Perspective
Organizations generate reams of data in the course of planning, executing, and operationalizing business strategies. Innovating through information depends upon an organization’s ability to make datasets from multiple information systems available to data analysts for use in their respective analytic environments.
But innovating with regulated or “controlled” data (e.g., PII, PHI, and PFI) presents systemic challenges to any organization. This data resides in some system-of-record from which, by company policy, said data may not be easily removed. These systems are designed to provide the level of assurance mandated by Corporate Security and Privacy Departments to mitigate the risks to the confidentiality, integrity, security, and availability of controlled data.
These systems-of-record are designed for their respective operational purposes. Though they may come with some reporting capability, they typically do not lend themselves naturally to the complex analytical capabilities that analysts need to perform their work.
There are a variety of tools used for analytics and visualization of varying degrees of complexity, sophistication, and processing capability that are used for the types of number crunching and insight generation organizations need. However, they exist outside the data storage environment and rarely integrate seamlessly with these controlled data systems-of-record.
To use this data in an analysis, the data must be exported, transmitted, and transformed to be used in these tools. Aside from the logistics, effort, time, and total cost to the organization of moving this data between systems for analysis – which can be daunting when very large datasets are needed – a pervasive threat that the controlled data may be compromised in some way during the transfer is at best mitigated.
Yes, there are various encryption, masking, anonymizing, and de-identifying techniques to protect this controlled data outside the system-of-record. Erring on the side of caution is the typical organizational response. The data remains where it is, and the opportunities that those insights would have revealed go unknown to the organization, denying it competitive advantage.

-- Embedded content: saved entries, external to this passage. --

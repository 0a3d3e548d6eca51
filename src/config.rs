//! Timing and threshold configuration.
//!
//! Defaults match the shipped site. A page may override any field with an
//! inline `<script type="application/json" id="site-config">` block; keys are
//! camelCase and missing keys keep their default.

#[cfg(test)]
#[path = "config_test.rs"]
mod config_test;

use serde::Deserialize;

use crate::error::{Result, SiteError};

pub const DEFAULT_SCROLL_THRESHOLD_PX: f64 = 100.0;
pub const DEFAULT_SECTION_LOOKAHEAD_PX: f64 = 200.0;
pub const DEFAULT_FILTER_SHOW_DELAY_MS: u32 = 100;
pub const DEFAULT_FILTER_HIDE_DELAY_MS: u32 = 300;
pub const DEFAULT_HIDE_OFFSET_PX: f64 = 20.0;
pub const DEFAULT_SEND_DELAY_MS: u32 = 2000;
pub const DEFAULT_SENT_RESET_MS: u32 = 3000;
pub const DEFAULT_COUNTER_DURATION_MS: f64 = 2000.0;
pub const DEFAULT_FRAME_MS: f64 = 16.0;
pub const DEFAULT_PARALLAX_RATE: f64 = -0.5;
pub const DEFAULT_HERO_PARALLAX_RATE: f64 = 0.5;
pub const DEFAULT_REVEAL_THRESHOLD: f64 = 0.8;
pub const DEFAULT_REVEAL_ROOT_MARGIN: &str = "0px 0px -50px 0px";
pub const DEFAULT_COUNTER_THRESHOLD: f64 = 0.5;
pub const DEFAULT_HERO_STAGGER_MS: u32 = 200;
pub const DEFAULT_THEME_STORAGE_KEY: &str = "theme";

#[derive(Debug, Clone, PartialEq, Deserialize)]
#[serde(default, rename_all = "camelCase")]
pub struct SiteConfig {
    /// Scroll offset past which the navbar gets its `scrolled` look.
    pub scroll_threshold_px: f64,
    /// How far ahead of a section's top it already counts as current.
    pub section_lookahead_px: f64,
    pub filter_show_delay_ms: u32,
    pub filter_hide_delay_ms: u32,
    pub hide_offset_px: f64,
    pub send_delay_ms: u32,
    pub sent_reset_ms: u32,
    pub counter_duration_ms: f64,
    pub frame_ms: f64,
    pub parallax_rate: f64,
    pub hero_parallax_rate: f64,
    pub reveal_threshold: f64,
    pub reveal_root_margin: String,
    pub counter_threshold: f64,
    pub hero_stagger_ms: u32,
    pub theme_storage_key: String,
}

impl Default for SiteConfig {
    fn default() -> Self {
        Self {
            scroll_threshold_px: DEFAULT_SCROLL_THRESHOLD_PX,
            section_lookahead_px: DEFAULT_SECTION_LOOKAHEAD_PX,
            filter_show_delay_ms: DEFAULT_FILTER_SHOW_DELAY_MS,
            filter_hide_delay_ms: DEFAULT_FILTER_HIDE_DELAY_MS,
            hide_offset_px: DEFAULT_HIDE_OFFSET_PX,
            send_delay_ms: DEFAULT_SEND_DELAY_MS,
            sent_reset_ms: DEFAULT_SENT_RESET_MS,
            counter_duration_ms: DEFAULT_COUNTER_DURATION_MS,
            frame_ms: DEFAULT_FRAME_MS,
            parallax_rate: DEFAULT_PARALLAX_RATE,
            hero_parallax_rate: DEFAULT_HERO_PARALLAX_RATE,
            reveal_threshold: DEFAULT_REVEAL_THRESHOLD,
            reveal_root_margin: DEFAULT_REVEAL_ROOT_MARGIN.to_owned(),
            counter_threshold: DEFAULT_COUNTER_THRESHOLD,
            hero_stagger_ms: DEFAULT_HERO_STAGGER_MS,
            theme_storage_key: DEFAULT_THEME_STORAGE_KEY.to_owned(),
        }
    }
}

impl SiteConfig {
    /// Parse an override block and validate the merged result.
    pub fn from_json(raw: &str) -> Result<Self> {
        let config: Self = serde_json::from_str(raw)?;
        config.validate()?;
        Ok(config)
    }

    pub fn validate(&self) -> Result<()> {
        non_negative("scrollThresholdPx", self.scroll_threshold_px)?;
        non_negative("sectionLookaheadPx", self.section_lookahead_px)?;
        non_negative("hideOffsetPx", self.hide_offset_px)?;
        non_negative("counterDurationMs", self.counter_duration_ms)?;
        finite("parallaxRate", self.parallax_rate)?;
        finite("heroParallaxRate", self.hero_parallax_rate)?;
        unit_interval("revealThreshold", self.reveal_threshold)?;
        unit_interval("counterThreshold", self.counter_threshold)?;

        if !(self.frame_ms.is_finite() && self.frame_ms > 0.0) {
            return Err(invalid("frameMs", format!("must be positive, got {}", self.frame_ms)));
        }
        if self.theme_storage_key.trim().is_empty() {
            return Err(invalid("themeStorageKey", "must not be empty".to_owned()));
        }
        Ok(())
    }
}

fn invalid(field: &'static str, reason: String) -> SiteError {
    SiteError::InvalidConfig { field, reason }
}

fn finite(field: &'static str, value: f64) -> Result<()> {
    if value.is_finite() {
        Ok(())
    } else {
        Err(invalid(field, format!("must be finite, got {value}")))
    }
}

fn non_negative(field: &'static str, value: f64) -> Result<()> {
    finite(field, value)?;
    if value < 0.0 {
        return Err(invalid(field, format!("must not be negative, got {value}")));
    }
    Ok(())
}

fn unit_interval(field: &'static str, value: f64) -> Result<()> {
    if (0.0..=1.0).contains(&value) {
        Ok(())
    } else {
        Err(invalid(field, format!("must be within 0..=1, got {value}")))
    }
}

Business leaders are finding that these much-needed restrictions to the movement of data across system and organizational boundaries stifle innovation where business insights may depend upon what is stored in that data. As a result, there are just a few options available to them:
- Forgo the analysis, which accepts defeat and the opportunity costs of not having these insights
- Work with small samples, which may deny the insights large data sets can convey
- Endure the onerous expense of protect the data during transport and outside the core system, which infers it will be an exception process
- Move the analytic tools into a secure data storage environment, built to the standards of controlled data systems-of-record.
Data lakes make this last option possible, even preferable, and are game-changing for firms working with controlled data. A data lake is a new architectural design pattern that leverages existing data warehouse, transport, and analytics capabilities, enhanced with the new capabilities possible with the advent of big data tools. Collectively, these data lake solutions provide secure storage, multi-tenancy, robust workflows (essential for operationalizing the lengthy and arduous data preparation tasks that precede actual analytic activities), and analytics, visualization, and reporting capabilities.
All computational and analytic activities are conducted in the lake itself. Only outcomes and insights need be delivered to their respective business stakeholders, a far less challenging endeavor than data movement, preparation, and analysis. This also presents fewer operational costs as well as risks that are more easily managed.
Once the data is ingested into the data lake, which ideally is overseen by a mature Data Governance program, it should not need to leave this secure environment. The storage is cheap! Leave it there for auditing and reuse purposes in the future. It is safe there and the monitoring tools allow deeply granular tracking and enforcement of data access, movement, and transformation in Hadoop environments. The costs savings of not deleting or moving the data successive times should be reallocated to more valuable business uses.
Data lakes are natural solutions to addressing both the intrinsic risks of moving data about the organization and the opportunity costs of not deriving insights from that data. There is no longer any reason to think that deriving game-changing insights from this data is beyond your organization.
The solution is here.